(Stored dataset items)
<<<<

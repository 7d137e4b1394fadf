use actix_web::{HttpResponse, Responder, Scope, get, web};

use crate::model::common::AppState;

#[get("/liveness")]
pub async fn liveness() -> impl Responder {
    HttpResponse::Ok().body("OK")
}

#[get("/readiness")]
pub async fn readiness(data: web::Data<AppState>) -> impl Responder {
    match data.database_connection.ping().await {
        Ok(_) => HttpResponse::Ok().body("OK"),
        Err(_) => HttpResponse::ServiceUnavailable().body("DOWN"),
    }
}

pub fn routers() -> Scope {
    web::scope("/health").service(liveness).service(readiness)
}
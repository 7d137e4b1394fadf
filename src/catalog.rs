//! Fixed catalogs for agreement and selection-criteria codes.
//!
//! Records snapshot the display label at creation time; old records keep the
//! label they were created with even if this catalog changes later.

use chrono::Utc;
use rand::Rng;

/// A selectable code/label pair.
#[derive(Clone, Copy, Debug)]
pub struct CatalogOption {
    pub value: &'static str,
    pub label: &'static str,
}

pub const AGREEMENT_OPTIONS: [CatalogOption; 5] = [
    CatalogOption {
        value: "benefit-contract-export",
        label: "Benefit Contract Export",
    },
    CatalogOption {
        value: "provider-import",
        label: "Provider Import",
    },
    CatalogOption {
        value: "member-enrollment",
        label: "Member Enrollment",
    },
    CatalogOption {
        value: "claims-processing",
        label: "Claims Processing",
    },
    CatalogOption {
        value: "fee-schedule-sync",
        label: "Fee Schedule Sync",
    },
];

pub const SELECTION_QUERY_OPTIONS: [CatalogOption; 6] = [
    CatalogOption {
        value: "all-records",
        label: "All Records",
    },
    CatalogOption {
        value: "by-contract",
        label: "Select by Contract ID",
    },
    CatalogOption {
        value: "by-date",
        label: "Select by Date Range",
    },
    CatalogOption {
        value: "by-provider",
        label: "Select by Provider ID",
    },
    CatalogOption {
        value: "incremental",
        label: "Incremental Changes Only",
    },
    CatalogOption {
        value: "custom-query",
        label: "Custom SQL Query",
    },
];

/// Display label for an agreement code; unknown codes fall back to the code.
pub fn agreement_label(agreement: &str) -> String {
    AGREEMENT_OPTIONS
        .iter()
        .find(|option| option.value == agreement)
        .map(|option| option.label.to_string())
        .unwrap_or_else(|| agreement.to_string())
}

/// Display label for a criteria code; unknown codes fall back to the code.
pub fn criteria_label(criteria: &str) -> String {
    SELECTION_QUERY_OPTIONS
        .iter()
        .find(|option| option.value == criteria)
        .map(|option| option.label.to_string())
        .unwrap_or_else(|| criteria.to_string())
}

/// Presentation and requirement of the selection-parameter sub-field for one
/// criteria code.
#[derive(Clone, Copy, Debug)]
pub struct CriteriaFieldDescriptor {
    pub label: &'static str,
    pub placeholder: &'static str,
    pub help_text: &'static str,
    pub required: bool,
}

/// Descriptor of the selection-parameter sub-field keyed by criteria code.
///
/// `all-records` (and any unknown code) has no descriptor: the sub-field is
/// not shown and never required.
pub fn criteria_field(criteria: &str) -> Option<&'static CriteriaFieldDescriptor> {
    match criteria {
        "by-contract" => Some(&CriteriaFieldDescriptor {
            label: "Contract ID(s)",
            placeholder: "CONTRACT001, CONTRACT002, CONTRACT003",
            help_text: "Filter data to include only records associated with specific \
                        contract identifiers. Enter one or more contract IDs separated \
                        by commas.",
            required: true,
        }),
        "by-date" => Some(&CriteriaFieldDescriptor {
            label: "Date Range",
            placeholder: "2024-01-01 to 2024-12-31",
            help_text: "Filter data based on creation, modification, or effective dates. \
                        Specify dates in YYYY-MM-DD format or use \"to\" for ranges.",
            required: true,
        }),
        "by-provider" => Some(&CriteriaFieldDescriptor {
            label: "Provider ID(s)",
            placeholder: "PROV001, PROV002, PROV003",
            help_text: "Filter data to include only records for specific providers or \
                        network participants. Enter one or more provider IDs separated \
                        by commas.",
            required: true,
        }),
        "incremental" => Some(&CriteriaFieldDescriptor {
            label: "Cutoff Date (Optional)",
            placeholder: "2024-01-01 (or leave blank)",
            help_text: "Migrate only records modified since the last migration run. \
                        Optionally specify a cutoff date or leave blank to use system \
                        defaults.",
            required: false,
        }),
        "custom-query" => Some(&CriteriaFieldDescriptor {
            label: "SQL Conditions",
            placeholder: "status = 'ACTIVE' AND last_modified > '2024-01-01'",
            help_text: "Define precise selection criteria using SQL WHERE conditions, \
                        entered without the WHERE keyword.",
            required: true,
        }),
        _ => None,
    }
}

/// Derive a package file name from an agreement code, the current date, and a
/// random 3-digit sequence, e.g. `ProviderImport_20260801_042.dtsx`.
pub fn generate_file_name(agreement: &str) -> String {
    let prefix: String = agreement
        .split('-')
        .map(|word| {
            let mut chars = word.chars();
            match chars.next() {
                Some(first) => first.to_uppercase().collect::<String>() + chars.as_str(),
                None => String::new(),
            }
        })
        .collect();
    let date = Utc::now().format("%Y%m%d");
    let sequence = rand::rng().random_range(1..=999);

    format!("{}_{}_{:03}.dtsx", prefix, date, sequence)
}
//! `SeaORM` Entity for migration_configurations table

use sea_orm::entity::prelude::*;
use serde::{Deserialize, Serialize};

#[derive(Clone, Debug, PartialEq, DeriveEntityModel, Serialize, Deserialize)]
#[sea_orm(table_name = "migration_configurations")]
pub struct Model {
    #[sea_orm(primary_key)]
    pub id: i32,
    pub file_name: String,
    pub source_db_server: String,
    pub source_db_name: String,
    pub target_db_name: String,
    pub etl_db_name: String,
    pub agreement: String,
    pub agreement_label: String,
    pub export_criteria: String,
    pub criteria_label: String,
    #[sea_orm(column_type = "Text", nullable)]
    pub selection_parameter: Option<String>,
    #[sea_orm(column_type = "Text", nullable)]
    pub export_directory: Option<String>,
    #[sea_orm(column_type = "Text", nullable)]
    pub log_directory: Option<String>,
    #[sea_orm(column_type = "Text", nullable)]
    pub agreement_notes: Option<String>,
    pub export_date: DateTimeWithTimeZone,
    pub status: String,
    pub description: String,
    pub record_count: i32,
    pub execution_time: i32,
    pub created_at: DateTimeWithTimeZone,
}

#[derive(Copy, Clone, Debug, EnumIter, DeriveRelation)]
pub enum Relation {}

impl ActiveModelBehavior for ActiveModel {}
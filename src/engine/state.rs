//! Mutable state shared by the receive and dispatch loops.

use std::sync::atomic::{AtomicBool, Ordering};
use std::sync::{Mutex, MutexGuard};
use tokio::time::{Duration, Instant};

/// Running flag and last bus activity
///
/// The flag only ever goes from running to stopped. Both loops read it
/// without further coordination, so either may notice a stop with some delay.
#[derive(Debug)]
pub(crate) struct BusState {
    running: AtomicBool,
    last_activity: Mutex<Instant>,
}

impl BusState {
    /// Start in the running state, counting construction as bus activity
    pub fn new() -> Self {
        Self {
            running: AtomicBool::new(true),
            last_activity: Mutex::new(Instant::now()),
        }
    }

    pub fn is_running(&self) -> bool {
        self.running.load(Ordering::Acquire)
    }

    pub fn stop(&self) {
        self.running.store(false, Ordering::Release);
    }

    /// Record traffic seen on the bus
    pub fn touch(&self) {
        *self.activity() = Instant::now();
    }

    /// Take the bus for a transmission if it has been quiet for `gap`
    ///
    /// On success the transmission itself counts as activity.
    pub fn claim_bus(&self, gap: Duration) -> bool {
        let now = Instant::now();
        let mut last = self.activity();
        if now.saturating_duration_since(*last) < gap {
            return false;
        }
        *last = now;
        true
    }

    fn activity(&self) -> MutexGuard<'_, Instant> {
        self.last_activity.lock().unwrap_or_else(|poisoned| poisoned.into_inner())
    }
}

>>>>

What to do:
Return each line in the records that holds the string "crate".

Problem solution:
use crate::model::common::AppState;
pub(crate) struct BusState {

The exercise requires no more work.